▶ [TASK BRIEF]:
Within the records that follow, count the lines containing the string "SuccessiveDifference". Reply only with the count.

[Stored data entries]
:::::

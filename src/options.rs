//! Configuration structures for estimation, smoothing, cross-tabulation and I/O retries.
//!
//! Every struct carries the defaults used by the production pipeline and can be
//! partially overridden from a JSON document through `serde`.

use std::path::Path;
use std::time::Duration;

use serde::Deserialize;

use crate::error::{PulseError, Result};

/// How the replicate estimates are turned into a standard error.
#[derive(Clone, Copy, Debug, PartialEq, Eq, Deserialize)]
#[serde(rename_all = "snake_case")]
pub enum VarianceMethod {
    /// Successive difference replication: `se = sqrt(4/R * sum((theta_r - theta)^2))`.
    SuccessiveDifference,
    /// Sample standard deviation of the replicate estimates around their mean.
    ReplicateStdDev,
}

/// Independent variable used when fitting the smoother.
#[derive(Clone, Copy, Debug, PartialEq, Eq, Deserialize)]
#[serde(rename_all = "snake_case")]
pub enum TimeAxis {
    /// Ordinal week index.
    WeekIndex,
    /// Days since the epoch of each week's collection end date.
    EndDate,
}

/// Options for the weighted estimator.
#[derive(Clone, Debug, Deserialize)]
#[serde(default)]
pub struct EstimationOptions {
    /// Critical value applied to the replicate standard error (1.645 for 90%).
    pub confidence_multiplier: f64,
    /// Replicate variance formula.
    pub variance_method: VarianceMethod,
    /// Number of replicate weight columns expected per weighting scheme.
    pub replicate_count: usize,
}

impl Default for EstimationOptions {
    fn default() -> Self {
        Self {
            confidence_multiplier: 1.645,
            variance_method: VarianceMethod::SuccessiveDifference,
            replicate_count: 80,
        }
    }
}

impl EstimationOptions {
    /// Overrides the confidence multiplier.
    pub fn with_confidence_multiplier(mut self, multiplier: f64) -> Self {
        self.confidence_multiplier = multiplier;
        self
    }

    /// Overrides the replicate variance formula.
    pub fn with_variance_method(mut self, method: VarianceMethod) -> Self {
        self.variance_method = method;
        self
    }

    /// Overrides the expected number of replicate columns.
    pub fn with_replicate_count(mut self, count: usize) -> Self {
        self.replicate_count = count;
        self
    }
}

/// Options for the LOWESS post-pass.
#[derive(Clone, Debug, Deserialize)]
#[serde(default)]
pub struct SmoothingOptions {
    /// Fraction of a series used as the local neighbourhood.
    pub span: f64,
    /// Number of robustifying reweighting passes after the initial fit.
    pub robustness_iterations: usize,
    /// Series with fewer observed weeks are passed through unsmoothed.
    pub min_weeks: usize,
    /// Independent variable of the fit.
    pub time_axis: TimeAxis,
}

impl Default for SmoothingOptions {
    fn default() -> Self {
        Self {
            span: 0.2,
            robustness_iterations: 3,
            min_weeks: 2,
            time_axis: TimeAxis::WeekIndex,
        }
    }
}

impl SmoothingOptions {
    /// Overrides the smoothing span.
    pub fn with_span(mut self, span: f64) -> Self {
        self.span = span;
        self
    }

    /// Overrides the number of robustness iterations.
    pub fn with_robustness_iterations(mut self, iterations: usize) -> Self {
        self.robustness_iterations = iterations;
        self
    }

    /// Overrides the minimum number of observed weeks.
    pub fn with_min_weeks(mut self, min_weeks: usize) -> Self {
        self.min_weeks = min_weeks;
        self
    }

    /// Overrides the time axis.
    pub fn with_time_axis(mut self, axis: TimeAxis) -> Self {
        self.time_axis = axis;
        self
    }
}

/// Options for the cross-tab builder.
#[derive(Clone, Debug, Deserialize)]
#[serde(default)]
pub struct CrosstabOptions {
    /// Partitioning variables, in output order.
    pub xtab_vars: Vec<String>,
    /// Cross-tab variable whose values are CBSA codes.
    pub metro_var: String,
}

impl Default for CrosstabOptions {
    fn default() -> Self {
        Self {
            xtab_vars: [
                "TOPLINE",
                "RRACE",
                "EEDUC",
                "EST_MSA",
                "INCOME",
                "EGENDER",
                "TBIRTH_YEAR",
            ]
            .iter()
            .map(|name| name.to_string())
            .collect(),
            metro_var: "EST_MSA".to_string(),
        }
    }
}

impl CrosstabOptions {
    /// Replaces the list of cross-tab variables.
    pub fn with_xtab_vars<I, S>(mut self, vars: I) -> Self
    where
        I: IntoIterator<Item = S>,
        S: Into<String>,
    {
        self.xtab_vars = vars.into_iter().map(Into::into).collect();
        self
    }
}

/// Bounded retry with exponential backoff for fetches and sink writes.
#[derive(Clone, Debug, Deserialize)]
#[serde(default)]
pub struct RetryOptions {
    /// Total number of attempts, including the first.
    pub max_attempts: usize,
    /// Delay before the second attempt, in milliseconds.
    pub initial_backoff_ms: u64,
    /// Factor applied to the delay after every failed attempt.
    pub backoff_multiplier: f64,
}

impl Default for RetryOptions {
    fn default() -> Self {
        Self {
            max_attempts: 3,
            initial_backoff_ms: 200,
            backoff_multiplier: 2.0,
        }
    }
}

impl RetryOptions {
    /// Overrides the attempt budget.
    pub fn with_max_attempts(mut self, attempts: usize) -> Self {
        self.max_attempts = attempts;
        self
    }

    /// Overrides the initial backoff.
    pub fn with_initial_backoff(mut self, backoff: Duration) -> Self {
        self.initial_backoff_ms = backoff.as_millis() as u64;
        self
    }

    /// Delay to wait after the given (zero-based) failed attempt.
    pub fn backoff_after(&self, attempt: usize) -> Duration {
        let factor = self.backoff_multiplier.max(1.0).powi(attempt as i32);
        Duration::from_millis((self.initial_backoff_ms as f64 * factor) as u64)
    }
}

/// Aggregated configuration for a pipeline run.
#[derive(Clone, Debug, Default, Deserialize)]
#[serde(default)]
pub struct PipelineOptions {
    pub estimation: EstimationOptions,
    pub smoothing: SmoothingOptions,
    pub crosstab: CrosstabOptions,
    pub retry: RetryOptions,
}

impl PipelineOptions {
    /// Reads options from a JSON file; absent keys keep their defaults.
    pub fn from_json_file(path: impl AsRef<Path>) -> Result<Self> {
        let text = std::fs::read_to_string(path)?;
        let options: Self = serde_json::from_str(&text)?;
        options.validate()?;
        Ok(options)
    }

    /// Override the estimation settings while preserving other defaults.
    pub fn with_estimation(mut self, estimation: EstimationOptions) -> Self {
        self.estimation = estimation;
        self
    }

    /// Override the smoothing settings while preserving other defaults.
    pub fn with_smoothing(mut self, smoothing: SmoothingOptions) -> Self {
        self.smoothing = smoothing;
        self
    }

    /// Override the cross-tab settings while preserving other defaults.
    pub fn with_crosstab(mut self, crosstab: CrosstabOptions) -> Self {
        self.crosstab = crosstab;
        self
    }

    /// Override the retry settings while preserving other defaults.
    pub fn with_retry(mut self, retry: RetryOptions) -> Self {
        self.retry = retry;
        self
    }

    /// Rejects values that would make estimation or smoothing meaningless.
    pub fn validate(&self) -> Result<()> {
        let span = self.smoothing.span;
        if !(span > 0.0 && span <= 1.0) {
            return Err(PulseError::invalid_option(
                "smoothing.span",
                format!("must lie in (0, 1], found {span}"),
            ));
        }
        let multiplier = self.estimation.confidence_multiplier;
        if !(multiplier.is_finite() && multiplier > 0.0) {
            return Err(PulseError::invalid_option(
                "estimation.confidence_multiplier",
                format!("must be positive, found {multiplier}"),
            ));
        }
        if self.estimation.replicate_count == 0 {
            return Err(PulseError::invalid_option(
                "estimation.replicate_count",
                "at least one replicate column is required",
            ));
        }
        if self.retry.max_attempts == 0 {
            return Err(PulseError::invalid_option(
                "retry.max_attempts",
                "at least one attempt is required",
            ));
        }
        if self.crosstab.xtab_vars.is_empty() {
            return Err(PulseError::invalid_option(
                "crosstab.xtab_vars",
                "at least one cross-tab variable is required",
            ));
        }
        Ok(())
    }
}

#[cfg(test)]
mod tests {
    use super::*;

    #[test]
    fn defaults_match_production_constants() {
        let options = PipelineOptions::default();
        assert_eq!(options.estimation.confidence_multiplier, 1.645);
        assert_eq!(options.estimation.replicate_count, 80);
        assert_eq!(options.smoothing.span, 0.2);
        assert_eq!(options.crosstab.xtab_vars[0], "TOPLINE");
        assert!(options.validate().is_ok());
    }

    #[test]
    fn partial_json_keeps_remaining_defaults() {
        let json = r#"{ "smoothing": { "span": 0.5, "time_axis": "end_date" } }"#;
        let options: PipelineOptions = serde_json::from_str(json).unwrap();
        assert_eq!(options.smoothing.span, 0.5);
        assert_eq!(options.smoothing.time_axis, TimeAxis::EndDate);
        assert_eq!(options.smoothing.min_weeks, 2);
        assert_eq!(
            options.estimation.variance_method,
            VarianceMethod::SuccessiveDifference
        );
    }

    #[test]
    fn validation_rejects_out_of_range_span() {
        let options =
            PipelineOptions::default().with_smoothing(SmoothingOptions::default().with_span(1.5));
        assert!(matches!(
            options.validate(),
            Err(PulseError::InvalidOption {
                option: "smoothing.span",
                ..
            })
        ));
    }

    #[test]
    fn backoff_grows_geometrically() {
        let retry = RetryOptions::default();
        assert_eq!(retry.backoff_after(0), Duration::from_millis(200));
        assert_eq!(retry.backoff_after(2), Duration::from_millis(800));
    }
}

:::::

▶ [RESULT OF THE TASK]:
3